*** Data listing ***
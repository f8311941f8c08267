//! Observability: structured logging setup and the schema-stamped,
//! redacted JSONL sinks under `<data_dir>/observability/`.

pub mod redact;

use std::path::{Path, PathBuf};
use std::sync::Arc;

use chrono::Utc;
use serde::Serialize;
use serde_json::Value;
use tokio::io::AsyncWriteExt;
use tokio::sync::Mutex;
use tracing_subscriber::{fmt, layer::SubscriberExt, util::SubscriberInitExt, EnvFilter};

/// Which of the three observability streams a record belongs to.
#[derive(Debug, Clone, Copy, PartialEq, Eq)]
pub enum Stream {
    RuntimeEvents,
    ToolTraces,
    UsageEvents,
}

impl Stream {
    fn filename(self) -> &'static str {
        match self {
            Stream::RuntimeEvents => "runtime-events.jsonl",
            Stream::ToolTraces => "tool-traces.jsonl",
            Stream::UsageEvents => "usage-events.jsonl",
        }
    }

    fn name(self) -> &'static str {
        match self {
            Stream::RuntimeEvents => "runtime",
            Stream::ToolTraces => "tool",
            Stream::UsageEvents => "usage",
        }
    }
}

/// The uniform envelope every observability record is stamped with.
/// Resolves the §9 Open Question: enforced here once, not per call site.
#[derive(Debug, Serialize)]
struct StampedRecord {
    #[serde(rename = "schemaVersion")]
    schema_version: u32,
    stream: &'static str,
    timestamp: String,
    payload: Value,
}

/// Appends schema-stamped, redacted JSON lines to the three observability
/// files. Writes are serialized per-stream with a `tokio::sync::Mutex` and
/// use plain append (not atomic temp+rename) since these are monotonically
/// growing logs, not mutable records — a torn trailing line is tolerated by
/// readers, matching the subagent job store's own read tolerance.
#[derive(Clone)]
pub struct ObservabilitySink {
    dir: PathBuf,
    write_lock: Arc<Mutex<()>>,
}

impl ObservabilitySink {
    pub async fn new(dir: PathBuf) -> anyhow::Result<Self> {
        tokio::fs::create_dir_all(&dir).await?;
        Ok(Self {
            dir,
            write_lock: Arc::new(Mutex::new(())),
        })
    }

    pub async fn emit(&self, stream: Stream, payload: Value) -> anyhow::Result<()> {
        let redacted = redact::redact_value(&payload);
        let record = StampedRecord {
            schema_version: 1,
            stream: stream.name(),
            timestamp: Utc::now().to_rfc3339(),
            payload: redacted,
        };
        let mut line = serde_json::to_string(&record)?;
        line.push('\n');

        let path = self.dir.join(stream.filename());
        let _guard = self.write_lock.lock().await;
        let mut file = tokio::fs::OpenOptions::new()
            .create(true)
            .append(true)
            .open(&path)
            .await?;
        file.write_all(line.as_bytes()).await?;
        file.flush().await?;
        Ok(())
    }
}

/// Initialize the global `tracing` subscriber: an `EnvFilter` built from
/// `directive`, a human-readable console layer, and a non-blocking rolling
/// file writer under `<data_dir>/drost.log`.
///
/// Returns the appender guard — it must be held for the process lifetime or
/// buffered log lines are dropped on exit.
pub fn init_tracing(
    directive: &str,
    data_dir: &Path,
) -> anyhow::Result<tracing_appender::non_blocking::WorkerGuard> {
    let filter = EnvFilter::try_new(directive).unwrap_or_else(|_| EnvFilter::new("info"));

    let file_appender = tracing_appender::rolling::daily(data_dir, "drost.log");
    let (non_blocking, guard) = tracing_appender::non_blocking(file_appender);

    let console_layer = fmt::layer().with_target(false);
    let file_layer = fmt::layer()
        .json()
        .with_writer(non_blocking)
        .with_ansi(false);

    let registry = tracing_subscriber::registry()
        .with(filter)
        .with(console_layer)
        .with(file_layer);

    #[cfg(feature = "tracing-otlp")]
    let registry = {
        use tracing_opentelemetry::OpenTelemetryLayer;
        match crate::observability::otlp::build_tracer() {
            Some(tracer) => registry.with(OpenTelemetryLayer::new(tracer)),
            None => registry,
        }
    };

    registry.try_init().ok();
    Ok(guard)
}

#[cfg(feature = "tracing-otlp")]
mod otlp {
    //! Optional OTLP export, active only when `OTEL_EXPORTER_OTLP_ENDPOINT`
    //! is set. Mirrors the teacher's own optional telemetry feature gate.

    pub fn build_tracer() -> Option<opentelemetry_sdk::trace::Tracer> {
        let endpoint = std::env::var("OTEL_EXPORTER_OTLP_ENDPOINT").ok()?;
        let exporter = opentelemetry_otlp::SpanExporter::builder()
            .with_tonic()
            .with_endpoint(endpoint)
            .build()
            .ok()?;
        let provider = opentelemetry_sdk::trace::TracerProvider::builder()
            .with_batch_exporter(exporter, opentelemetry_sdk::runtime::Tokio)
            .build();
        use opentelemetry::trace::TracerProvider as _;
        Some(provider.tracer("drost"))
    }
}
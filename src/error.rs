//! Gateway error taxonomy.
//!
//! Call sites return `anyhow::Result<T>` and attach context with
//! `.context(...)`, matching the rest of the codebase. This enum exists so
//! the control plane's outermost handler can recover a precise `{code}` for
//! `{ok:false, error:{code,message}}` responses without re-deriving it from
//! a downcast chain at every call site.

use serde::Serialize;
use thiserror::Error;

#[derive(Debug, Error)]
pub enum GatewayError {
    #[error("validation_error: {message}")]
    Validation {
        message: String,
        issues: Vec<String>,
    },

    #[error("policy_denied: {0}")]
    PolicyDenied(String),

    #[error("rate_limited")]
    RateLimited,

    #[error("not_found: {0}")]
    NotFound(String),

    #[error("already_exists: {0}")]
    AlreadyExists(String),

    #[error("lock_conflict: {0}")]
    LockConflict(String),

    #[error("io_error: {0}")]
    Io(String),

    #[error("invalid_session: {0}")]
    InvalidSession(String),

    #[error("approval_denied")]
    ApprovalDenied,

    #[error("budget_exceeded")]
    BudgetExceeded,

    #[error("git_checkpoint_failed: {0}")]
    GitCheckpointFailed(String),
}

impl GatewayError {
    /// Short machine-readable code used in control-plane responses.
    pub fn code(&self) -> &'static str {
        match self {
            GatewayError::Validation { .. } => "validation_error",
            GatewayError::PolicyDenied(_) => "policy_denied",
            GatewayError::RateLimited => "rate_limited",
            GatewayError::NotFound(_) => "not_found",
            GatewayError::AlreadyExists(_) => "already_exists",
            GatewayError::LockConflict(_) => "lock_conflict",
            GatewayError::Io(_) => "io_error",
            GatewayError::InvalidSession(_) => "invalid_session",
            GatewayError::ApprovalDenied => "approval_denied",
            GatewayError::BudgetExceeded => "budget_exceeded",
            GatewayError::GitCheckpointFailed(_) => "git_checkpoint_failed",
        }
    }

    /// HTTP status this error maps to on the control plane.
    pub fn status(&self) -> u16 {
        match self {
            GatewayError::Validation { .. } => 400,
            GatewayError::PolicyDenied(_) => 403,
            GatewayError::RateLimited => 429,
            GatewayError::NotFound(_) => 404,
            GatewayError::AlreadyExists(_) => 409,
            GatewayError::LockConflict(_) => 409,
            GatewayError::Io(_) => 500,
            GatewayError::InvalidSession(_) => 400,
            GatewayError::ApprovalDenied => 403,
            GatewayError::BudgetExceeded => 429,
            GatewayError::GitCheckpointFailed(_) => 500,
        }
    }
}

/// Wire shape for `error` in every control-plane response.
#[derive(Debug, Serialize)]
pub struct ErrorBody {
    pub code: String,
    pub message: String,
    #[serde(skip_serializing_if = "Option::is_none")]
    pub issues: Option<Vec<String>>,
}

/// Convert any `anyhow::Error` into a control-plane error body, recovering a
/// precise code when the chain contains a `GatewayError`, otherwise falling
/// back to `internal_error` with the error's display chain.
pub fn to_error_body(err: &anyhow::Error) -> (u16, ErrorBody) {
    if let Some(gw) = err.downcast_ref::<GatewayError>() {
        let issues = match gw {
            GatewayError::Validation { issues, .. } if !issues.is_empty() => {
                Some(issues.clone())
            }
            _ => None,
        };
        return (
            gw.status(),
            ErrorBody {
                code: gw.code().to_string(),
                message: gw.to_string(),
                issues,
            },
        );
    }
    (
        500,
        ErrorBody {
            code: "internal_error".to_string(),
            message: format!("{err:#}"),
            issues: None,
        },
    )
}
*** End of Data listing ***
The output must consist solely of the lines from the first line of the records through the line containing "use serde_json::Value;", reproduced exactly.

Solution to this problem:
repository f8311941f8c08267
//! Observability: structured logging setup and the schema-stamped,
//! redacted JSONL sinks under `<data_dir>/observability/`.

pub mod redact;

use std::path::{Path, PathBuf};
use std::sync::Arc;

use chrono::Utc;
use serde::Serialize;
use serde_json::Value;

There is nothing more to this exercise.